Query with ‘LIMIT n’#
See also
The Vast DB SDK API Documentation is available here.
Overview#
A common operation when interactively working with large datasets is to LIMIT the records returned so can quickly view some data without processing the whole dataset.
For more information see:
Instructions#
Let’s say you have a large table with 10 million rows. You want to execute a query that returns only a small set of rows, similar to the SQL LIMIT operator (e.g.

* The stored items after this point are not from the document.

//! Builds `lp-index.json` from the proposal files

use anyhow::Result;
use lazy_static::lazy_static;
use regex::Regex;
use std::fs;
use std::path::{Path, PathBuf};

use super::{IndexEntry, LpIndex};
use crate::config::IndexConfig;
use crate::content::FrontMatter;
use crate::LpDocs;

lazy_static! {
    static ref LP_FILE: Regex = Regex::new(r"^lp-(\d+)\.md$").unwrap();
}

/// Collects index entries from `lp-<n>.md` files
pub struct IndexBuilder<'a> {
    content_dir: PathBuf,
    config: &'a IndexConfig,
}

impl<'a> IndexBuilder<'a> {
    pub fn new<P: AsRef<Path>>(content_dir: P, config: &'a IndexConfig) -> Self {
        Self {
            content_dir: content_dir.as_ref().to_path_buf(),
            config,
        }
    }

    pub fn for_site(app: &'a LpDocs) -> Self {
        Self::new(&app.content_dir, &app.config.index)
    }

    /// Scan the content directory. A missing directory gives an empty index.
    pub fn build(&self) -> Result<LpIndex> {
        if !self.content_dir.exists() {
            tracing::warn!("Content directory {:?} does not exist", self.content_dir);
            return Ok(LpIndex::default());
        }

        let mut lps = Vec::new();
        for entry in fs::read_dir(&self.content_dir)? {
            let entry = entry?;
            let name = entry.file_name().to_string_lossy().to_string();
            let Some(number) = LP_FILE
                .captures(&name)
                .and_then(|c| c[1].parse::<u32>().ok())
            else {
                continue;
            };
            match self.entry_for(&entry.path(), &name, number) {
                Ok(lp) => lps.push(lp),
                Err(e) => tracing::warn!("Skipping {:?}: {}", entry.path(), e),
            }
        }

        lps.sort_by_key(|lp| lp.number);
        tracing::debug!("Indexed {} proposals", lps.len());
        Ok(LpIndex::new(lps))
    }

    fn entry_for(&self, path: &Path, name: &str, number: u32) -> Result<IndexEntry> {
        let content = fs::read_to_string(path)?;
        let fm = match FrontMatter::parse(&content) {
            Ok((fm, _)) => fm,
            Err(e) => {
                tracing::warn!("Bad front-matter in {:?}, reading it line by line: {}", path, e);
                FrontMatter::parse_lines(&content)
            }
        };

        let rel = format!("{}/{}", self.dir_name(), name);
        let text = |v: Option<String>| Some(v.unwrap_or_default());

        Ok(IndexEntry {
            number,
            title: Some(fm.title().unwrap_or_else(|| "Untitled".to_string())),
            author: text(fm.author()),
            description: text(fm.description()),
            status: text(fm.status()),
            lp_type: text(fm.lp_type()),
            category: text(fm.category()),
            created: text(fm.created()),
            requires: text(fm.requires()),
            replaces: text(fm.replaces()),
            github_view: format!("{}/blob/{}/{}", self.repo_url(), self.config.branch, rel),
            github_edit: format!("{}/edit/{}/{}", self.repo_url(), self.config.branch, rel),
            file: rel,
            discussions_to: text(fm.discussions_to()),
        })
    }

    /// Last component of the content directory, as it appears in the repository
    fn dir_name(&self) -> String {
        self.content_dir
            .file_name()
            .map(|n| n.to_string_lossy().to_string())
            .unwrap_or_else(|| "LPs".to_string())
    }

    fn repo_url(&self) -> &str {
        self.config.repo_url.trim_end_matches('/')
    }
}

/// Write the index as pretty JSON to every path, creating parent directories
pub fn write_index(index: &LpIndex, outputs: &[PathBuf]) -> Result<()> {
    let json = serde_json::to_string_pretty(index)?;
    for out in outputs {
        if let Some(parent) = out.parent() {
            fs::create_dir_all(parent)?;
        }
        fs::write(out, &json)?;
        tracing::debug!("Wrote {:?}", out);
    }
    Ok(())
}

SELECT * FROM table LIMIT n
).
Here’s how you might configure it:
from vastdb.config import QueryConfig
config = QueryConfig(
num_splits=1, # Manually specify 1 split
num_sub_splits=1, # Each split will be divided into 1 subsplits
limit_rows_per_sub_split=10, # Each subsplit will process 10 rows at a time
)
Here’s how it can be used:
import pyarrow
import vastdb
session = vastdb.connect(
endpoint=ENDPOINT, access=ACCESS_KEY, secret=SECRET_KEY
)
with session.transaction() as tx:
table = tx.bucket(DB_BUCKET).schema(DB_SCHEMA).table(DB_TABLE)
batches = table.select(config=config)
first_batch = next(batches)
assert first_batch.num_rows == 10
Note that table.select()
returns a pyarrow.RecordBatchReader
and we take the first batch. We then verify that batch has 10 rows.